To stay alive after the Iowa legislature’s second “funnel” deadline today, non-appropriations bills must have been passed by one chamber and by a committee in the other chamber. However, the bill to end privatization and the oversight bill both died in House Human Resources subcommittees. To my knowledge, the only bill related to Medicaid privatization that remains alive is Senate File 2260, which would prohibit the Iowa DHS from releasing to managed care organizations certain information about board members of non-profits that provide Medicaid services in Iowa.
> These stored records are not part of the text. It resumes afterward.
mod automation;
mod capture;
mod error;
mod scrape;
mod session;

pub use automation::{ChromiumLauncher, ChromiumSession};
pub use capture::MediaCandidates;
pub use error::{BrowserError, BrowserResult};
pub use scrape::{PageScraper, ScrapedPage};
pub use session::{BrowserSession, BrowserSessionFactory, ObservedResponse, ViewportSpec};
Speaking to journalists yesterday, Iowa Senate President Pam Jochum described the House failure to act on the oversight and termination bills as a “disappointment” but added, “I can assure you the fight over Medicaid is not done. You will see the human services budget bill contain many of the measures that we believe are needed to protect Iowa’s most vulnerable citizens.” Click here for a detailed summary of the oversight bill’s provisions. Maridith Morris described here how privatization will affect services available for her nephew on Medicaid.
House Speaker Linda Upmeyer told statehouse reporter Erin Murphy that Senate Democrats spent too long “working on killing the Medicaid modernization plan,” while passing the oversight bill too close to the funnel deadline: “That’s an 80-page bill that arrived very late last week. So we will look at oversight. We will work on oversight. But that bill just could not be managed in the time frame we were given. So we’ll look at opportunities.”
For the last five years of divided control at the statehouse, the human services budget has been one of the last bills to be resolved before lawmakers adjourn. Count on history to repeat itself this spring, because negotiations could drag on for months over Medicaid oversight and the near-certain Republican effort to eliminate Planned Parenthood funding for contraception services. A Bleeding Heartland post in progress will cover the family planning funding debate, as well as the fate of abortion-related legislation in the Iowa House and Senate this year.